# Ok to give ibuprofen?



## Werner (Mar 1, 2008)

I have a 90lb yellow lab and we did a extra long hike today. When we got home he seemed a little stiff as he got out of the car and was fine after moving around. I was curious if I could give him some ibuprofen to help with stiffness and soreness.


----------



## TeddieXRuxpin (Sep 11, 2007)

Do NOT give your dog ibuprofen. It is extremely ulcergenic.

If you have to give him something it should be nothing more than baby aspirin.

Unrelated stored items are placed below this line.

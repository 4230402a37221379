//! Institutional holiday discovery.
//!
//! The public calendar page only materializes its table through scripting, so
//! the production source drives a WebDriver endpoint (the rendering
//! collaborator) and owns nothing but the semantic extraction of holiday
//! dates from the rendered markup.

use std::collections::BTreeSet;
use std::time::Duration;

use async_trait::async_trait;
use regex::Regex;
use reqwest::Client;
use scraper::{Html, Selector};
use serde::Deserialize;
use tokio::time::{Instant, sleep};
use tracing::debug;

use crate::date::{ROC_ERA_OFFSET, RocDate};
use crate::error::RunError;

pub const DEFAULT_CALENDAR_URL: &str = "https://www.nchu.edu.tw/calendar/";
pub const DEFAULT_WEBDRIVER_URL: &str = "http://127.0.0.1:9515";

/// Bounded wait for the calendar table to appear in the rendered page.
const READY_TIMEOUT: Duration = Duration::from_secs(12);
const READY_POLL_INTERVAL: Duration = Duration::from_millis(500);
/// Fixed settle delay after the table shows up, before the final snapshot.
const SETTLE_DELAY: Duration = Duration::from_millis(1200);
const WEBDRIVER_CALL_TIMEOUT: Duration = Duration::from_secs(20);

/// Month/year header cells are identified structurally by this id prefix.
const HEADER_ID_PREFIX: &str = "rowspan";

/// Equivalent encodings of the dark-red holiday background. Deliberately
/// redundant to tolerate markup variance across calendar revisions.
const HOLIDAY_STYLE_MARKERS: &[&str] = &["#800000", "#8b0000", "background-color:maroon"];

/// Source of the institutional holiday set.
#[async_trait]
pub trait HolidaySource: Send + Sync {
    async fn fetch_holidays(&self) -> Result<BTreeSet<RocDate>, RunError>;
}

/// Parse a header cell's text into (Gregorian year, month).
///
/// Recognizes three forms: `"<y>年<m>月"` sets both, `"<y>年"` sets the year
/// only, `"<m>月"` sets the month only and inherits `last_year` when no year
/// accompanies it. Header years are Minguo and are converted on the way out.
pub fn parse_year_month(text: &str, last_year: Option<i32>) -> (Option<i32>, Option<u32>) {
    let whitespace = Regex::new(r"\s+").unwrap();
    let text = whitespace.replace_all(text, "");

    let both = Regex::new(r"(\d+)年(\d+)月").unwrap();
    if let Some(caps) = both.captures(&text) {
        let year = caps[1].parse::<i32>().ok().map(|y| y + ROC_ERA_OFFSET);
        let month = caps[2].parse::<u32>().ok();
        return (year, month);
    }

    let mut year = None;
    let year_only = Regex::new(r"(\d+)年").unwrap();
    if let Some(caps) = year_only.captures(&text) {
        year = caps[1].parse::<i32>().ok().map(|y| y + ROC_ERA_OFFSET);
    }

    let mut month = None;
    let month_only = Regex::new(r"(\d+)月").unwrap();
    if let Some(caps) = month_only.captures(&text) {
        month = caps[1].parse::<u32>().ok();
        if year.is_none() {
            year = last_year;
        }
    }

    (year, month)
}

fn is_holiday_style(style: &str) -> bool {
    let style = style.to_ascii_lowercase();
    HOLIDAY_STYLE_MARKERS
        .iter()
        .any(|marker| style.contains(marker))
}

/// Walk every `td` of the rendered calendar in document order and collect the
/// holiday dates.
///
/// Header cells advance the (year, month) cursor; day cells count only when
/// styled as holidays and only once both cursor halves are established, so
/// day cells preceding any header are ignored.
pub fn extract_holidays(html: &str) -> BTreeSet<RocDate> {
    let document = Html::parse_document(html);
    let cells = Selector::parse("td").unwrap();

    let mut last_year: Option<i32> = None;
    let mut current_month: Option<u32> = None;
    let mut holidays = BTreeSet::new();

    for cell in document.select(&cells) {
        let id = cell.value().attr("id").unwrap_or("");
        if id.starts_with(HEADER_ID_PREFIX) {
            let text: String = cell.text().collect();
            let (year, month) = parse_year_month(&text, last_year);
            if year.is_some() {
                last_year = year;
            }
            if month.is_some() {
                current_month = month;
            }
            continue;
        }

        let style = cell.value().attr("style").unwrap_or("");
        if !is_holiday_style(style) {
            continue;
        }
        let (Some(year), Some(month)) = (last_year, current_month) else {
            continue;
        };

        let text: String = cell.text().collect();
        if let Ok(day) = text.trim().parse::<u32>() {
            holidays.insert(RocDate::new(
                (year - ROC_ERA_OFFSET).max(0) as u16,
                month as u8,
                day as u8,
            ));
        }
    }

    holidays
}

/// Production holiday source: a headless browser session reached over the
/// W3C WebDriver wire protocol.
pub struct WebCalendarSource {
    http: Client,
    webdriver_url: String,
    calendar_url: String,
}

#[derive(Debug, Deserialize)]
struct NewSessionResponse {
    value: NewSessionValue,
}

#[derive(Debug, Deserialize)]
struct NewSessionValue {
    #[serde(rename = "sessionId")]
    session_id: String,
}

#[derive(Debug, Deserialize)]
struct PageSourceResponse {
    value: String,
}

impl WebCalendarSource {
    pub fn new(
        webdriver_url: impl Into<String>,
        calendar_url: impl Into<String>,
    ) -> Result<Self, RunError> {
        let http = Client::builder().timeout(WEBDRIVER_CALL_TIMEOUT).build()?;
        Ok(Self {
            http,
            webdriver_url: webdriver_url.into().trim_end_matches('/').to_string(),
            calendar_url: calendar_url.into(),
        })
    }

    async fn start_session(&self) -> Result<String, RunError> {
        let capabilities = serde_json::json!({
            "capabilities": {
                "alwaysMatch": {
                    "browserName": "chrome",
                    "goog:chromeOptions": {
                        "args": ["--headless=new", "--no-sandbox", "--disable-gpu"]
                    }
                }
            }
        });
        let response: NewSessionResponse = self
            .http
            .post(format!("{}/session", self.webdriver_url))
            .json(&capabilities)
            .send()
            .await?
            .json()
            .await?;
        Ok(response.value.session_id)
    }

    async fn navigate(&self, session: &str) -> Result<(), RunError> {
        self.http
            .post(format!("{}/session/{}/url", self.webdriver_url, session))
            .json(&serde_json::json!({ "url": self.calendar_url }))
            .send()
            .await?;
        Ok(())
    }

    async fn page_source(&self, session: &str) -> Result<String, RunError> {
        let response: PageSourceResponse = self
            .http
            .get(format!("{}/session/{}/source", self.webdriver_url, session))
            .send()
            .await?
            .json()
            .await?;
        Ok(response.value)
    }

    async fn end_session(&self, session: &str) {
        // Session teardown runs on every exit path; a failure here must not
        // mask the crawl result.
        let _ = self
            .http
            .delete(format!("{}/session/{}", self.webdriver_url, session))
            .send()
            .await;
    }

    async fn await_rendered_table(&self, session: &str) -> Result<String, RunError> {
        let deadline = Instant::now() + READY_TIMEOUT;
        loop {
            let source = self.page_source(session).await?;
            if source.contains("<table") {
                sleep(SETTLE_DELAY).await;
                return self.page_source(session).await;
            }
            if Instant::now() >= deadline {
                return Err(RunError::CalendarUnavailable);
            }
            sleep(READY_POLL_INTERVAL).await;
        }
    }

    async fn crawl(&self, session: &str) -> Result<BTreeSet<RocDate>, RunError> {
        self.navigate(session).await?;
        let source = self.await_rendered_table(session).await?;
        let holidays = extract_holidays(&source);
        debug!(count = holidays.len(), "extracted holiday dates");
        Ok(holidays)
    }
}

#[async_trait]
impl HolidaySource for WebCalendarSource {
    async fn fetch_holidays(&self) -> Result<BTreeSet<RocDate>, RunError> {
        let session = self.start_session().await?;
        let result = self.crawl(&session).await;
        self.end_session(&session).await;
        result
    }
}
//! Narrowing the planned day set to the user-requested count.

use rand::Rng;
use rand::seq::IndexedRandom;

use crate::date::RocDate;
use crate::error::RunError;

/// User intent for how many of the planned days to submit.
#[derive(Debug, Clone, Copy, PartialEq, Eq)]
pub enum DayChoice {
    /// Every planned day, unmodified and in order.
    All,
    /// Exactly this many days, sampled uniformly without replacement.
    Count(usize),
}

impl DayChoice {
    /// Parse the user-facing form: `"all"` or a positive integer.
    pub fn parse(value: &str) -> Result<Self, String> {
        let trimmed = value.trim();
        if trimmed.eq_ignore_ascii_case("all") {
            return Ok(DayChoice::All);
        }
        match trimmed.parse::<usize>() {
            Ok(0) => Err("day count must be at least 1".to_string()),
            Ok(count) => Ok(DayChoice::Count(count)),
            Err(_) => Err(format!(
                "invalid day choice '{trimmed}': expected a number or 'all'"
            )),
        }
    }
}

/// Select the subset of candidate days to submit.
///
/// `All` is the identity; `Count(n)` draws a uniform sample of n distinct
/// days, failing when fewer than n are available. The rng is injected so the
/// production path stays non-deterministic while tests seed it.
pub fn select_days<R: Rng + ?Sized>(
    candidates: &[RocDate],
    choice: DayChoice,
    rng: &mut R,
) -> Result<Vec<RocDate>, RunError> {
    match choice {
        DayChoice::All => Ok(candidates.to_vec()),
        DayChoice::Count(requested) => {
            if requested > candidates.len() {
                return Err(RunError::InsufficientCandidates {
                    available: candidates.len(),
                    requested,
                });
            }
            Ok(candidates
                .choose_multiple(rng, requested)
                .copied()
                .collect())
        }
    }
}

Here is a site with a list.

http://www.diamondpaws.com/health/drugs.htm


----------



## Werner (Mar 1, 2008)

Thank u for the info


----------



## Lorina (Jul 1, 2006)

Never, ever, ever give ibuprofen. It's highly toxic to dogs and cats. I know of a Doberman who had severe kidney failure and had to be euthanized from just two Advil. 

It's best to call your vet if you need to give something. They can dispense a medication, or give you the proper dosage of something OTC that's safe.

But honestly? If he's just stiff from a long hike, I'd just let him sleep it off.


----------



## shell07 (May 20, 2007)

Hi Werner,

Here is another site that has a medicine chart for otc meds you have at home---go here and click on the medicine chart. www.filarescue.org I haven't checked the one Teddy gave you but if that one doesn't work try this! Good luck, hope your pup feels better soon


----------